Resposta rápida
Não. O STJ definiu no Tema 1085 que são lícitos os descontos de parcelas de empréstimos comuns em conta-corrente, mesmo a usada para receber salário, desde que previamente autorizados pelo mutuário e enquanto essa autorização perdurar, sem aplicação, por analogia, do limite da Lei 10.820/2003, que rege apenas o consignado em folha.
Por que o limite do consignado não se aplica
O empréstimo consignado tem regime próprio: o desconto ocorre diretamente na folha de pagamento e a Lei 10.820/2003 estabelece um teto para essas parcelas. Já o empréstimo bancário comum, com débito das parcelas em conta-corrente, segue outra lógica, baseada na autorização dada pelo próprio cliente.
A tese afasta expressamente a aplicação analógica do limite legal do consignado aos descontos em conta-corrente. O fato de a conta ser utilizada para recebimento de salário não altera essa conclusão.
O papel da autorização do cliente
A licitude dos descontos depende de autorização prévia do mutuário e vale apenas enquanto essa autorização perdurar.
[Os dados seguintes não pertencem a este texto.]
//! One-shot user-facing notifications ("toasts").
//!
//! The controller pushes; the front-end drains. Nothing is ever re-sent.

use std::collections::VecDeque;

use chrono::{DateTime, Utc};

use crate::errors::{ProtocolViolation, SessionError};
use crate::session::outcome::{DrawReason, MatchOutcome};

#[derive(Debug, Clone, Copy, PartialEq, Eq, Hash)]
pub enum Severity {
    Info,
    Warning,
    Error,
}

#[derive(Debug, Clone, PartialEq, Eq)]
pub struct Notification {
    pub title: String,
    pub message: String,
    pub severity: Severity,
    pub raised_at: DateTime<Utc>,
}

impl Notification {
    pub fn new(title: impl Into<String>, message: impl Into<String>, severity: Severity) -> Self {
        Self {
            title: title.into(),
            message: message.into(),
            severity,
            raised_at: Utc::now(),
        }
    }

    /// Toast for a refused operation.
    pub fn for_error(err: &SessionError) -> Self {
        match err {
            SessionError::IllegalMove(_) => {
                Self::new("Illegal Move", "That move is not allowed.", Severity::Warning)
            }
            SessionError::Protocol(ProtocolViolation::DrawOfferPending) => Self::new(
                "Draw Offer Pending",
                "Please respond to the draw offer before making a move.",
                Severity::Warning,
            ),
            SessionError::Protocol(ProtocolViolation::MatchOver) => Self::new(
                "Game Over",
                "Cannot make moves, the game has ended.",
                Severity::Warning,
            ),
            SessionError::Protocol(violation) => {
                Self::new("Not Allowed", capitalize(&violation.to_string()), Severity::Warning)
            }
            SessionError::InvalidPromotion(kind) => Self::new(
                "Invalid Promotion",
                format!("Cannot promote to {kind}."),
                Severity::Warning,
            ),
            SessionError::EngineInconsistency(_) => Self::new(
                "Internal Error",
                "Move failed unexpectedly after validation. Please reset or try again.",
                Severity::Error,
            ),
            SessionError::Rules(err) => Self::new("Move Error", err.to_string(), Severity::Error),
            SessionError::InvalidConfig(reason) => {
                Self::new("Invalid Settings", reason.clone(), Severity::Warning)
            }
        }
    }

    /// Toast announcing that the match just ended.
    pub fn for_outcome(outcome: &MatchOutcome) -> Option<Self> {
        let note = match outcome {
            MatchOutcome::InProgress => return None,
            MatchOutcome::Checkmate { winner } => {
                Self::new("Checkmate!", format!("{winner} wins."), Severity::Info)
            }
            MatchOutcome::Stalemate => Self::new(
                "Game Drawn!",
                "The game is a draw by Stalemate.",
                Severity::Info,
            ),
            MatchOutcome::Draw(reason) => Self::new(
                "Game Drawn!",
                match reason {
                    DrawReason::Agreement => "The game is a draw by mutual agreement.".to_owned(),
                    other => format!("The game is a draw by {}.", other.label()),
                },
                Severity::Info,
            ),
            MatchOutcome::Resignation { winner } => Self::new(
                "Resignation",
                format!("{} resigned. {winner} wins.", winner.opposite()),
                Severity::Info,
            ),
            MatchOutcome::TimeExpired { winner } => {
                Self::new("Time Out", format!("{winner} wins on time!"), Severity::Info)
            }
            MatchOutcome::ErrorAbort => Self::new(
                "Game Status Error",
                "An unexpected error occurred while checking the game status.",
                Severity::Error,
            ),
        };
        Some(note)
    }
}

fn capitalize(text: &str) -> String {
    let mut chars = text.chars();
    match chars.next() {
        Some(first) => first.to_uppercase().chain(chars).collect::<String>() + ".",
        None => String::new(),
    }
}

#[derive(Debug, Clone, Default)]
pub struct NotificationOutbox {
    queue: VecDeque<Notification>,
}

impl NotificationOutbox {
    pub fn push(&mut self, notification: Notification) {
        self.queue.push_back(notification);
    }

    pub fn drain(&mut self) -> Vec<Notification> {
        self.queue.drain(..).collect()
    }

    pub fn len(&self) -> usize {
        self.queue.len()
    }

    pub fn is_empty(&self) -> bool {
        self.queue.is_empty()
    }
}

#[cfg(test)]
mod tests {
    use super::{Notification, NotificationOutbox, Severity};
    use crate::errors::{ProtocolViolation, SessionError};
    use crate::game_state::chess_types::Color;
    use crate::session::outcome::{DrawReason, MatchOutcome};

    #[test]
    fn errors_map_to_toasts() {
        let illegal = Notification::for_error(&SessionError::IllegalMove("e2e5".into()));
        assert_eq!(illegal.title, "Illegal Move");
        assert_eq!(illegal.message, "That move is not allowed.");

        let pending = Notification::for_error(&ProtocolViolation::DrawOfferPending.into());
        assert_eq!(pending.title, "Draw Offer Pending");

        let fatal = Notification::for_error(&SessionError::EngineInconsistency("replay".into()));
        assert_eq!(fatal.severity, Severity::Error);
    }

    #[test]
    fn outcomes_announce_once_terminal() {
        assert!(Notification::for_outcome(&MatchOutcome::InProgress).is_none());
        let drawn = Notification::for_outcome(&MatchOutcome::Draw(DrawReason::ThreefoldRepetition))
            .expect("terminal outcome should notify");
        assert_eq!(drawn.message, "The game is a draw by Threefold Repetition.");
        let mate = Notification::for_outcome(&MatchOutcome::Checkmate { winner: Color::Dark })
            .expect("terminal outcome should notify");
        assert_eq!(mate.message, "Black wins.");
    }

    #[test]
    fn outbox_drains_in_order() {
        let mut outbox = NotificationOutbox::default();
        outbox.push(Notification::new("a", "first", Severity::Info));
        outbox.push(Notification::new("b", "second", Severity::Info));
        let drained = outbox.drain();
        assert_eq!(drained.len(), 2);
        assert_eq!(drained[0].title, "a");
        assert!(outbox.is_empty());
    }
}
Em regra, portanto, o cliente que autorizou o débito em conta não pode invocar o teto do consignado para reduzir as parcelas.
Situações específicas de comprometimento da renda são examinadas pelos tribunais caso a caso, mas a orientação consolidada é a de que não existe limite percentual automático para o débito de empréstimos comuns em conta-corrente autorizado pelo cliente.